Plusieurs tendances sont en train de redéfinir l'approche des entreprises d'IA en matière de durabilité :
Malgré le discours convaincant sur la durabilité, Jean-Baptiste Rudelle a présenté une perspective économique qui donne à réfléchir : « Pour être tout à fait honnête, à court terme, la dure réalité est qu'il y a très peu d'avantages commerciaux à essayer d'être une start-up à faible émission de carbone. »
Aujourd'hui, la principale motivation reste largement liée à la réputation, le pouvoir de la marque influençant le recrutement de talents et l'attraction de clients. Cependant, cela pourrait changer de manière significative avec l'introduction d'une tarification significative du carbone. « Ce qui permettrait vraiment de résoudre ce problème à long terme, ce serait une taxe carbone. Si une taxe carbone vraiment sérieuse était mise en place, les entreprises auraient alors une réelle incitation à se décarboniser. »
La table ronde a abordé un argument économique crucial : le rôle de l'IA dans le financement de la transition écologique grâce aux gains de productivité. Si les améliorations de la productivité liées aux nouvelles technologies mettent souvent des années à se concrétiser dans les statistiques économiques, leur impact potentiel sur le codage et le développement de logiciels pourrait être transformateur.
Comme l'explique M. Rudelle, « le domaine dans lequel la productivité sera la plus spectaculaire en termes de gains à court terme sera celui de l'écriture de code ». Si le coût de l'écriture de code tend vers zéro, les entreprises pourront développer des logiciels personnalisés adaptés à leurs besoins spécifiques, plutôt que de s'appuyer sur des produits SaaS génériques, ce qui pourrait se traduire par des gains de productivité significatifs.
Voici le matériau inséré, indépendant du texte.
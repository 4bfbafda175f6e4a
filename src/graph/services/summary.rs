use crate::graph::domain::{Edge, ReportMeta, SeverityTier, Vertex};
use crate::shared::html::escape_html;
use serde::Serialize;
use std::collections::HashSet;

/// Base URL of the NVD detail page for a CVE id
pub const NVD_DETAIL_URL: &str = "https://nvd.nist.gov/vuln/detail/";

/// A CVE listed in the summary
#[derive(Debug, Clone, PartialEq, Serialize)]
pub struct CveReference {
    pub id: String,
    pub tier: SeverityTier,
}

impl CveReference {
    pub fn detail_url(&self) -> String {
        format!("{}{}", NVD_DETAIL_URL, urlencoding::encode(&self.id))
    }
}

/// Textual description of a rendered graph
#[derive(Debug, Clone, PartialEq, Serialize)]
pub struct GraphSummary {
    pub query: String,
    /// Unique CVEs in first-seen order
    pub vulnerabilities: Vec<CveReference>,
    pub vertex_count: usize,
    pub edge_count: usize,
    pub created: String,
    pub pruned: bool,
}

/// SummaryRenderer - builds the summary panel for a (possibly pruned) graph
pub struct SummaryRenderer;

impl SummaryRenderer {
    pub fn summarize(
        query: &str,
        vertices: &[Vertex],
        edges: &[Edge],
        meta: &ReportMeta,
        pruned: bool,
    ) -> GraphSummary {
        let mut seen = HashSet::new();
        let mut vulnerabilities = Vec::new();
        for vertex in vertices {
            if let Some(tier) = vertex.severity_tier() {
                if seen.insert(vertex.name.as_str()) {
                    vulnerabilities.push(CveReference {
                        id: vertex.name.clone(),
                        tier,
                    });
                }
            }
        }

        GraphSummary {
            query: query.to_string(),
            vulnerabilities,
            vertex_count: vertices.len(),
            edge_count: edges.len(),
            created: meta.created.clone(),
            pruned,
        }
    }
}

impl GraphSummary {
    /// Plain-text one-liner, e.g. `Found 2 vulnerabilities: CVE-1, CVE-2`
    pub fn headline(&self) -> String {
        if self.vulnerabilities.is_empty() {
            return "No vulnerabilities found!".to_string();
        }
        let ids: Vec<&str> = self.vulnerabilities.iter().map(|c| c.id.as_str()).collect();
        format!(
            "Found {} vulnerabilities: {}",
            self.vulnerabilities.len(),
            ids.join(", ")
        )
    }

    /// Link that re-renders the same query without pruning
    pub fn full_graph_link(&self) -> String {
        format!("?query={}&skip_prune=1", urlencoding::encode(&self.query))
    }

    /// Link that re-renders the same query with pruning
    pub fn pruned_graph_link(&self) -> String {
        format!("?query={}", urlencoding::encode(&self.query))
    }

    /// Link to the search page, prefilled with the query
    pub fn search_link(&self) -> String {
        format!("/?query={}", urlencoding::encode(&self.query))
    }

    /// HTML for the `summary` panel
    pub fn to_html(&self) -> String {
        let mut html = format!("<h1>Graph for {}</h1>", escape_html(&self.query));

        if self.vulnerabilities.is_empty() {
            html.push_str("<p class='no-vulnerabilities'>No vulnerabilities found!</p>");
        } else {
            let links: Vec<String> = self
                .vulnerabilities
                .iter()
                .map(|cve| {
                    format!(
                        "<a href=\"{}\" target=\"_blank\">{}</a>",
                        escape_html(&cve.detail_url()),
                        escape_html(&cve.id)
                    )
                })
                .collect();
            html.push_str(&format!(
                "<p class='vulnerabilities'>Found {} vulnerabilities: {}</p>",
                self.vulnerabilities.len(),
                links.join(", ")
            ));
        }

        html.push_str(&format!(
            "<p class='meta'>{} vertices, {} edges<br>Generated on {}<br></p>",
            self.vertex_count,
            self.edge_count,
            escape_html(&self.created)
        ));

        let search = escape_html(&self.search_link());
        if self.pruned {
            html.push_str(&format!(
                "<p class='meta'>This graph has been pruned of dependencies with no found vulnerabilities. \
                 <a href=\"{}\">Click here</a> to display the entire graph or \
                 <a href=\"{}\">check another repository</a> for common vulnerabilities or exploits.</p>",
                escape_html(&self.full_graph_link()),
                search
            ));
        } else {
            html.push_str(&format!(
                "<p class='meta'><a href=\"{}\">Click here</a> to prune dependencies with no found vulnerabilities or \
                 <a href=\"{}\">check another repository</a> for common vulnerabilities or exploits.</p>",
                escape_html(&self.pruned_graph_link()),
                search
            ));
        }

        html
    }
}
Le paysage réglementaire impose des exigences de durabilité en aval. Selon Anise, 87 % des entreprises en phase de série C ont réalisé des évaluations de leur empreinte carbone. « À partir de la série B, les investisseurs imposent une stratégie climatique », a-t-elle noté, en partie en raison de réglementations telles que le SFDR (Sustainable Finance Disclosure Regulation).
Il ne s'agit pas seulement de conformité réglementaire, mais aussi de gestion des risques. Comme l'a fait remarquer l'un des participants à la table ronde, « le capital-risque est l'autre nom du capital-risque, et la durabilité est un cadre de gestion des risques ».
Les recommandations finales du panel fournissent une feuille de route claire :
Le débat sur la durabilité de l'IA ne se limite pas à la responsabilité environnementale ; il s'agit de créer des entreprises capables de se développer efficacement et de survivre aux pressions du marché à long terme. Alors que les coûts d'infrastructure continuent d'augmenter et que les exigences réglementaires se renforcent, les entreprises qui intègrent dès le départ une réflexion sur la durabilité bénéficieront d'un avantage concurrentiel significatif.
Le message des investisseurs est clair : ne vous contentez pas de montrer ce que vous construisez et à quelle vitesse vous pouvez vous développer, mais expliquez comment vous comptez maintenir cette croissance de manière efficace. Dans un monde où il n'est plus possible de consacrer des ressources illimitées à la résolution des problèmes, l'optimisation devient un facteur clé de différenciation.
Pour les start-ups spécialisées dans l'IA, la durabilité n'est pas une contrainte, mais une opportunité de créer des entreprises plus résilientes, plus efficaces et, au final, plus prospères. Les entreprises qui reconnaîtront rapidement cette évolution seront celles qui attireront les bons soutiens et créeront une valeur durable dans le paysage en pleine mutation de l'IA.